Venting about Your Ex Can Damage Your Child
Venting about Your Ex
Can Damage Your Child
Telling your child awful things about your ex usually damages your child and frequently backfires.
As a family mediator, I hear one parent say horrible things about the other parent all the time. Saying these things to me in a confidential setting is fine. Saying the same things to your child or even to someone else when your child can hear usually hurts the child, even when the things you say are true.
“We got divorced because your mother had an affair.”
“I left your father because he yelled at me all the time. He’s a bully and a tyrant.”
Maybe it makes you feel better to say such things, but you are implicitly asking your child to take sides, to hate his other parent at least a little, to blame her/him for all of the problems associated with the divorce. Hating and blaming damage a person’s character, personality, and self-image. Some would say they damage one’s soul.
“Your father is crazy.” OK, if the parent is literally psychotic at times, then the child needs to know and would probably benefit from working with a therapist who can teach the child how to enjoy the good times and protect himself/herself during the parent’s bad times. If the parent is merely outrageous, your child is probably better off hearing something less pejorative from you. “Your mother loves you a lot and is a great soccer coach, but she is not always realistic about other parts of life” could actually be helpful to your child. Give attention to your tone of voice. You may sound critical, rejecting, and mean, which is not very helpful. Or you may sound like someone who wants to help a child understand the ways that people differ from each other and the strengths and skills he/she can learn from each important adult.

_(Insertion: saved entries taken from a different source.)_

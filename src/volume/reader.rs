//! Reading split archives as one address space.

use std::fs::File;
use std::io::{self, BufReader, Read, Seek, SeekFrom};
use std::path::{Path, PathBuf};

use super::config::{SplitNaming, numbered_part_path, pkware_part_path};
use super::disk::DiskTable;
use crate::format::reader::read_fixed;
use crate::format::trailer::{EndOfCentralDirectory, Zip64Locator, find_eocd};
use crate::format::{EOCD_SIZE, ZIP64_LOCATOR_SIGNATURE, ZIP64_LOCATOR_SIZE};
use crate::{Error, Result};

/// A reader that reads seamlessly across the disks of a split archive.
///
/// Disk files are opened lazily, on first access. A read that crosses a
/// disk boundary continues on the next disk.
pub struct SplitReader {
    table: DiskTable,
    naming: SplitNaming,
    volumes: Vec<Option<BufReader<File>>>,
    position: u64,
}

impl SplitReader {
    /// Creates a reader over an already discovered disk table.
    pub fn new(table: DiskTable, naming: SplitNaming) -> Self {
        let volumes = (0..table.len()).map(|_| None).collect();
        Self {
            table,
            naming,
            volumes,
            position: 0,
        }
    }

    /// Discovers the split set that `path` belongs to and opens it.
    ///
    /// Returns `Ok(None)` if `path` is an ordinary single-file archive.
    pub fn open(path: impl AsRef<Path>) -> Result<Option<Self>> {
        Ok(discover(path.as_ref())?.map(|(naming, table)| Self::new(table, naming)))
    }

    /// The disk table.
    pub fn table(&self) -> &DiskTable {
        &self.table
    }

    /// The naming convention of the set.
    pub fn naming(&self) -> SplitNaming {
        self.naming
    }

    fn open_volume(&mut self, index: usize) -> Result<&mut BufReader<File>> {
        let slot = &mut self.volumes[index];
        if slot.is_none() {
            let disk = &self.table.disks()[index];
            log::trace!("opening disk {} at {}", disk.number, disk.path.display());
            let file = File::open(&disk.path).map_err(|e| Error::VolumeMissing {
                volume: disk.number + 1,
                path: disk.path.display().to_string(),
                source: e,
            })?;
            *slot = Some(BufReader::new(file));
        }
        slot.as_mut()
            .ok_or_else(|| Error::invariant("disk handle vanished after opening"))
    }
}

impl Read for SplitReader {
    fn read(&mut self, buf: &mut [u8]) -> io::Result<usize> {
        let mut filled = 0;
        while filled < buf.len() {
            let Some((disk, relative)) = self.table.locate(self.position) else {
                break;
            };
            let length = self.table.disks()[disk as usize].length;
            let available = length - relative;
            if available == 0 {
                // End of the last disk.
                break;
            }
            let want = (buf.len() - filled).min(usize::try_from(available).unwrap_or(usize::MAX));
            let volume = self.open_volume(disk as usize).map_err(io::Error::other)?;
            volume.seek(SeekFrom::Start(relative))?;
            let n = volume.read(&mut buf[filled..filled + want])?;
            if n == 0 {
                return Err(io::Error::new(
                    io::ErrorKind::UnexpectedEof,
                    format!("disk {} is shorter than its recorded length", disk),
                ));
            }
            filled += n;
            self.position += n as u64;
        }
        Ok(filled)
    }
}

impl Seek for SplitReader {
    fn seek(&mut self, pos: SeekFrom) -> io::Result<u64> {
        let total = self.table.total_length() as i128;
        let target = match pos {
            SeekFrom::Start(p) => p as i128,
            SeekFrom::End(p) => total + p as i128,
            SeekFrom::Current(p) => self.position as i128 + p as i128,
        };
        if target < 0 {
            return Err(io::Error::new(
                io::ErrorKind::InvalidInput,
                "Cannot seek before start of stream",
            ));
        }
        self.position = (target.min(total)) as u64;
        Ok(self.position)
    }
}

impl std::fmt::Debug for SplitReader {
    fn fmt(&self, f: &mut std::fmt::Formatter<'_>) -> std::fmt::Result {
        f.debug_struct("SplitReader")
            .field("naming", &self.naming)
            .field("disks", &self.table.len())
            .field("total_length", &self.table.total_length())
            .field("position", &self.position)
            .finish()
    }
}

fn missing(volume: u32, path: &Path) -> Error {
    Error::VolumeMissing {
        volume,
        path: path.display().to_string(),
        source: io::Error::new(io::ErrorKind::NotFound, "volume file not found"),
    }
}

/// Parses a numeric extension, e.g. `001` or `z05` with `prefix` "z".
fn numeric_suffix(ext: &str, prefix: &str) -> Option<u32> {
    let digits = ext.strip_prefix(prefix)?;
    if digits.len() < 2 || !digits.bytes().all(|b| b.is_ascii_digit()) {
        return None;
    }
    digits.parse().ok()
}

/// Indices of files in `dir` named `{stem}.{ext}` where `parse(ext)` matches.
fn sibling_indices(dir: &Path, stem: &str, parse: impl Fn(&str) -> Option<u32>) -> Result<Vec<u32>> {
    let dir = if dir.as_os_str().is_empty() { Path::new(".") } else { dir };
    let mut found = Vec::new();
    for entry in std::fs::read_dir(dir)? {
        let name = entry?.file_name();
        let Some(name) = name.to_str() else { continue };
        let Some(rest) = name.strip_prefix(stem) else { continue };
        let Some(ext) = rest.strip_prefix('.') else { continue };
        if let Some(n) = parse(ext) {
            found.push(n);
        }
    }
    found.sort_unstable();
    Ok(found)
}

fn discover_numbered(archive: &Path) -> Result<DiskTable> {
    let dir = archive.parent().unwrap_or(Path::new(""));
    let stem = archive
        .file_name()
        .and_then(|n| n.to_str())
        .ok_or_else(|| Error::InvalidFormat("archive path has no file name".into()))?;
    let indices = sibling_indices(dir, stem, |ext| numeric_suffix(ext, ""))?;
    let max = indices.last().copied().unwrap_or(0);
    let mut paths = Vec::new();
    for number in 1..=max.max(1) {
        let path = numbered_part_path(archive, number - 1);
        if !path.is_file() {
            return Err(missing(number, &path));
        }
        paths.push(path);
    }
    DiskTable::from_paths(paths)
}

/// Reads the disk count declared by the trailer in the final PKWARE part.
fn pkware_disk_count(last: &Path) -> Result<u32> {
    let mut file = BufReader::new(File::open(last)?);
    let eocd_offset = find_eocd(&mut file)?;
    file.seek(SeekFrom::Start(eocd_offset))?;
    let buf = read_fixed(&mut file, EOCD_SIZE as usize, eocd_offset, "end of central directory")?;
    let eocd = EndOfCentralDirectory::parse(&buf, eocd_offset)?;
    if eocd.disk_number != u16::MAX {
        return Ok(eocd.disk_number as u32 + 1);
    }
    let locator_offset = eocd_offset.checked_sub(ZIP64_LOCATOR_SIZE).ok_or_else(|| {
        Error::corrupt_header(eocd_offset, "disk number sentinel without ZIP64 locator")
    })?;
    file.seek(SeekFrom::Start(locator_offset))?;
    let buf = read_fixed(&mut file, ZIP64_LOCATOR_SIZE as usize, locator_offset, "ZIP64 locator")?;
    if buf[..4] != ZIP64_LOCATOR_SIGNATURE.to_le_bytes() {
        return Err(Error::corrupt_header(
            locator_offset,
            "disk number sentinel without ZIP64 locator",
        ));
    }
    Ok(Zip64Locator::parse(&buf, locator_offset)?.total_disks.max(1))
}

fn discover_pkware(last: &Path) -> Result<DiskTable> {
    if !last.is_file() {
        let dir = last.parent().unwrap_or(Path::new(""));
        let stem = last.file_stem().and_then(|s| s.to_str()).unwrap_or_default();
        let parts = sibling_indices(dir, stem, |ext| numeric_suffix(ext, "z"))?;
        return Err(missing(parts.last().copied().unwrap_or(0) + 1, last));
    }
    let count = pkware_disk_count(last)?;
    let mut paths: Vec<PathBuf> = Vec::with_capacity(count as usize);
    for disk in 0..count - 1 {
        let path = pkware_part_path(last, disk);
        if !path.is_file() {
            return Err(missing(disk + 1, &path));
        }
        paths.push(path);
    }
    paths.push(last.to_path_buf());
    DiskTable::from_paths(paths)
}

/// Works out whether `path` names part of a split set and, if so, builds
/// its disk table.
///
/// Accepted spellings: any numbered part (`a.zip.001`), the base of a
/// numbered set (`a.zip` when only its numbered parts exist), the final PKWARE
/// part (`a.zip` next to `a.z01`) or any PKWARE part (`a.z01`). Every part
/// the set declares must exist; the first absent one is reported as
/// [`Error::VolumeMissing`].
pub fn discover(path: &Path) -> Result<Option<(SplitNaming, DiskTable)>> {
    let ext = path.extension().and_then(|e| e.to_str()).unwrap_or_default();

    if numeric_suffix(ext, "").is_some() && ext.len() >= 3 {
        let archive = path.with_extension("");
        return Ok(Some((SplitNaming::Numbered, discover_numbered(&archive)?)));
    }
    if numeric_suffix(&ext.to_ascii_lowercase(), "z").is_some() {
        let last = path.with_extension("zip");
        return Ok(Some((SplitNaming::Pkware, discover_pkware(&last)?)));
    }
    if !path.exists() && numbered_part_path(path, 0).is_file() {
        return Ok(Some((SplitNaming::Numbered, discover_numbered(path)?)));
    }
    if pkware_part_path(path, 0).is_file() {
        return Ok(Some((SplitNaming::Pkware, discover_pkware(path)?)));
    }
    Ok(None)
}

One time a mother called a mediator who had worked with her and her ex because the plans they had made were not working smoothly and she did not know what to do. The father had told the child that the mother had called the police on him. He equated calling a mediator with calling the police and explicitly encouraged the child to blame and hate the mother. A mediator is legally bound to keep almost all communications confidential. Police have the power to arrest a father if he has broken a law or defied a court order. That’s a pretty big difference.
For the moment, the child was very angry at the mother. She told him that the father had made a mistake or was lying; she had not called the police. At first he did not believe her. Later he may. Meanwhile, look what damage the father has already done. He has taught the child that at least one of his parents cannot be trusted. At least one of his parents lies to him. The world he lives in, the family he lives in, is not a safe place. Soon enough, the child may ask for proof. The father cannot give any, because the mother did not call the police. Now which parent will the child believe? The father has damaged the child immediately and has in the long run also damaged his own relationship with the child.

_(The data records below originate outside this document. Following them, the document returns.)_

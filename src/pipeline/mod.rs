//! The entry codec pipeline.
//!
//! One entry's bytes pass through a fixed stack of stages:
//!
//! ```text
//! write:  caller -> CRC -> compress -> encrypt -> sink
//! read:   source -> decrypt -> decompress -> CRC check -> caller
//! ```
//!
//! Each stage owns the next one and hands it back from `finish`, so the
//! writer recovers its sink intact once an entry is closed. The CRC is
//! always computed over plaintext.

pub mod decoder;
pub mod encoder;

pub use decoder::{DecodeParams, EntryDecoder, decode_to_vec};
pub use encoder::{EncodedEntry, Encryption, EntryEncoder, SetupError};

Most children love both parents. They do not want to be put in the middle of their parents’ fights. They do not even want to hear their parents fighting. They certainly do not want to be asked to choose sides.
Many parents have many good reasons for feeling very angry at an ex-partner. Talking about those feelings can help you get past them, so that they do not rule your life. Just do it when and where your kids don’t have to listen.
I want all parents — married, separated, divorced, or never-married — to love their children wisely and well. Make 2013 a happy year.